Multi-task learning aims to improve generalization performance of multiple prediction tasks by appropriately sharing relevant information across them. In the context of deep neural networks, this idea is often realized by handdesigned network architectures with layers that are shared across tasks and branches that encode task-specific features. However, the space of possible multi-task deep architectures is combinatorially large and often the final architecture is arrived at by manual exploration of this space subject to designer's bias, which can be both error-prone and tedious. In this work, we propose a principled approach for designing compact multi-task deep learning architectures.
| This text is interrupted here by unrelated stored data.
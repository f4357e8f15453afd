//! deepsearch - decomposed retrieval over a remote knowledge base
//!
//! A query is rewritten into up to five focused sub-queries by a fine-tuned
//! sequence model, each sub-query is searched concurrently against a signed
//! knowledge-base API, and the passages are merged into a single deduplicated
//! ranking, optionally rescored by a rerank service.

pub mod auth;
pub mod cli;
pub mod config;
pub mod decompose;
pub mod error;
pub mod knowledge;
pub mod retrieval;
pub mod server;

pub use error::{DeepSearchError, Result};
Our approach starts with a thin network and dynamically widens it in a greedy manner during training using a novel criterion that promotes grouping of similar tasks together. Extensive evaluation on person attributes classification tasks involving facial and clothing attributes suggests that the models produced by the proposed method are fast, compact and can closely match or exceed the state-of-theart accuracy from strong baselines by much more expensive models.